▼
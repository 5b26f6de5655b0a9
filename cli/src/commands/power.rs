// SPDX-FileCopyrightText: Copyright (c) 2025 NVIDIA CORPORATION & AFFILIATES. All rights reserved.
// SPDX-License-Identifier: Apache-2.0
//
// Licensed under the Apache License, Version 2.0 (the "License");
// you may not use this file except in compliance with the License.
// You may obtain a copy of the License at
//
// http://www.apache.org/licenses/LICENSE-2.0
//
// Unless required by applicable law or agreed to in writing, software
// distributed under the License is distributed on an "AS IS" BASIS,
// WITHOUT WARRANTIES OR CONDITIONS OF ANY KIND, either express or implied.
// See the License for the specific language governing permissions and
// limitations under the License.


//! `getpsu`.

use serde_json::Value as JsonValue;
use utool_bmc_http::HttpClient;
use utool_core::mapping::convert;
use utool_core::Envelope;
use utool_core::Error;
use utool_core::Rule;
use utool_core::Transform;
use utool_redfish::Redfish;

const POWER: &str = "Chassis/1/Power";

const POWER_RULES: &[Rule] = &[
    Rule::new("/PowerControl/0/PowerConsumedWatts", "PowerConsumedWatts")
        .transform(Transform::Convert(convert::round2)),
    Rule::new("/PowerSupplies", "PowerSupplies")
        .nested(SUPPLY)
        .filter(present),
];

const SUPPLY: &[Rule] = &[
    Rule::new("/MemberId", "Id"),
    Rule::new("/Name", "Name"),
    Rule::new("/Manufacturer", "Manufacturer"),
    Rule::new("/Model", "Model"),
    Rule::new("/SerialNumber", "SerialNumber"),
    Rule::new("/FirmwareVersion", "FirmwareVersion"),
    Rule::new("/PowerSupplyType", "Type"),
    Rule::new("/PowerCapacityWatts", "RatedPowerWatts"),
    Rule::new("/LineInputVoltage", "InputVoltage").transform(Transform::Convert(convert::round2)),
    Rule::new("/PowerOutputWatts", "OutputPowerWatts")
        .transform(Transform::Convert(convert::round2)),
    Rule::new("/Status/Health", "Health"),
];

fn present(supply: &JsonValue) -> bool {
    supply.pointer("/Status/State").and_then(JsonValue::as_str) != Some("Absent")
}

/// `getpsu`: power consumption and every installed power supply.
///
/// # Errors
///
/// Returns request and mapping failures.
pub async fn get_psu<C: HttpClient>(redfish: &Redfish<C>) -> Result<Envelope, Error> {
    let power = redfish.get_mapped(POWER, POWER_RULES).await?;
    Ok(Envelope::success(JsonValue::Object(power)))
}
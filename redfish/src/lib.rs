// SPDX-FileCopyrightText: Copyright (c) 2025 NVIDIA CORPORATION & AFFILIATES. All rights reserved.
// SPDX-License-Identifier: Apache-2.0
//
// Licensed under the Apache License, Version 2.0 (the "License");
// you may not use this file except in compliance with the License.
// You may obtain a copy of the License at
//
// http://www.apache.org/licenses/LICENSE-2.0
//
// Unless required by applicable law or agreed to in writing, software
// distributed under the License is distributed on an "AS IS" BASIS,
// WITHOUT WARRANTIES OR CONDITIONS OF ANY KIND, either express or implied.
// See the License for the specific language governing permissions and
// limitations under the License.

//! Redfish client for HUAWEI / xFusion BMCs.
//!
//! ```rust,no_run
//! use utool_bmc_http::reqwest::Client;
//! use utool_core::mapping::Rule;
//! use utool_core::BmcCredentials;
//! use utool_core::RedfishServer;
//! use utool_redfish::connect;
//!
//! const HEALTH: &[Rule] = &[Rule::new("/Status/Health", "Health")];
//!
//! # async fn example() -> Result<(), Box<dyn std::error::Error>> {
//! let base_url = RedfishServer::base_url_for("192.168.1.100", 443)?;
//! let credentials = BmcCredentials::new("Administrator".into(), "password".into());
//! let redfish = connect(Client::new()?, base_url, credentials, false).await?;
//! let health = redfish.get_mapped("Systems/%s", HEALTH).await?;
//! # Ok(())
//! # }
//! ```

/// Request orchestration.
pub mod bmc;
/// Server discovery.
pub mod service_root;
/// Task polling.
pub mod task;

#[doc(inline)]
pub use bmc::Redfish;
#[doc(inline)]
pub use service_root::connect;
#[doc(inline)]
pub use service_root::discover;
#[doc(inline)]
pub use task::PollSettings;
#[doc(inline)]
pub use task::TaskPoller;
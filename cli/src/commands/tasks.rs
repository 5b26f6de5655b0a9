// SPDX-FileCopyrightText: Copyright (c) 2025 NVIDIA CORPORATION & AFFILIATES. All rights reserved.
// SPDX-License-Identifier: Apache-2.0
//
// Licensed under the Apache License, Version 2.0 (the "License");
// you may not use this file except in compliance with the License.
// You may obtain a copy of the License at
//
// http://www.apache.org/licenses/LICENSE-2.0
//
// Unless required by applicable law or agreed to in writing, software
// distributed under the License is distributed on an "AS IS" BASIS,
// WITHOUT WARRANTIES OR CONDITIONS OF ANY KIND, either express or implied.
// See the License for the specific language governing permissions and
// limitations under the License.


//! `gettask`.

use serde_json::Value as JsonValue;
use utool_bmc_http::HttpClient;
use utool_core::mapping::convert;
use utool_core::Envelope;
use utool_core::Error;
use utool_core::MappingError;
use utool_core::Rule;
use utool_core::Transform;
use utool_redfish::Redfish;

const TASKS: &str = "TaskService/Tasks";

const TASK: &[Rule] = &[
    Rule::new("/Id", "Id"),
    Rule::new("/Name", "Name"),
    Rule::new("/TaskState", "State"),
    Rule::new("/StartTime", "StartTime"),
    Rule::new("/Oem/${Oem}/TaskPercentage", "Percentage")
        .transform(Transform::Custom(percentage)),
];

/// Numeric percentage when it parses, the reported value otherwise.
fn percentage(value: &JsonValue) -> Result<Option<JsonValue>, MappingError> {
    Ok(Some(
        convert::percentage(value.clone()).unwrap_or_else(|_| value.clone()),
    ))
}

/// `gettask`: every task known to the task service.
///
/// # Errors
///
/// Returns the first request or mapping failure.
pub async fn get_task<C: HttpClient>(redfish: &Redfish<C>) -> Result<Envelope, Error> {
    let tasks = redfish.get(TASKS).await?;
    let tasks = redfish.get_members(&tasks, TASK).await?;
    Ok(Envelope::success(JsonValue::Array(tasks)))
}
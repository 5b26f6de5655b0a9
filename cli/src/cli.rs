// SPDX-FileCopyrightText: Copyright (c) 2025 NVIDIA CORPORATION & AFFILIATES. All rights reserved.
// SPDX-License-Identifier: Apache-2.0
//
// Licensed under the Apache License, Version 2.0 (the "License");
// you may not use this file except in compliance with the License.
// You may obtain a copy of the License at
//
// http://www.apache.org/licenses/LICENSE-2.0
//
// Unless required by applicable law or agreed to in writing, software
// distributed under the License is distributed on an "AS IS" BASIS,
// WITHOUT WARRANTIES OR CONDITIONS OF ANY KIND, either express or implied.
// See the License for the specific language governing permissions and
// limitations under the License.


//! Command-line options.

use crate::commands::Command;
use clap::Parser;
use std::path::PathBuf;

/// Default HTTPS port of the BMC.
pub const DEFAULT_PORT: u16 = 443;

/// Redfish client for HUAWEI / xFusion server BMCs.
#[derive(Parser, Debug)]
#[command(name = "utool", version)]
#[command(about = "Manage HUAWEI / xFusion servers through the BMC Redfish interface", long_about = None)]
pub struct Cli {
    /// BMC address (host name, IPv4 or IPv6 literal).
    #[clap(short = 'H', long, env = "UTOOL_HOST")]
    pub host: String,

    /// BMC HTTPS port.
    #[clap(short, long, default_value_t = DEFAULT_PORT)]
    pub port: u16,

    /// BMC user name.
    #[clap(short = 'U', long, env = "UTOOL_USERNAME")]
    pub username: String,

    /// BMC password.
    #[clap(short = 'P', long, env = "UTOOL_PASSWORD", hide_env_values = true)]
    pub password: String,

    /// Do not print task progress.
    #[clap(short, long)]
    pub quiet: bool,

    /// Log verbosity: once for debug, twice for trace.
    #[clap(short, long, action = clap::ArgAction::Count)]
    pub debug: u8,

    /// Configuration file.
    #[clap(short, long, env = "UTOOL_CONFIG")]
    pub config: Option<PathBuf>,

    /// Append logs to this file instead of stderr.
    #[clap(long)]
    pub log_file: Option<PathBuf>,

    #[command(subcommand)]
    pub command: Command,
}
▲
## DIRECTIONS FOR THIS TASK
Everything above from the line containing "BMC user name." down to the line containing "#[clap(short, long, action" is to be transcribed exactly, with both of those lines included and nothing else added.

## OUTPUT BELOW
    /// BMC user name.
    #[clap(short = 'U', long, env = "UTOOL_USERNAME")]
    pub username: String,

    /// BMC password.
    #[clap(short = 'P', long, env = "UTOOL_PASSWORD", hide_env_values = true)]
    pub password: String,

    /// Do not print task progress.
    #[clap(short, long)]
    pub quiet: bool,

    /// Log verbosity: once for debug, twice for trace.
    #[clap(short, long, action = clap::ArgAction::Count)]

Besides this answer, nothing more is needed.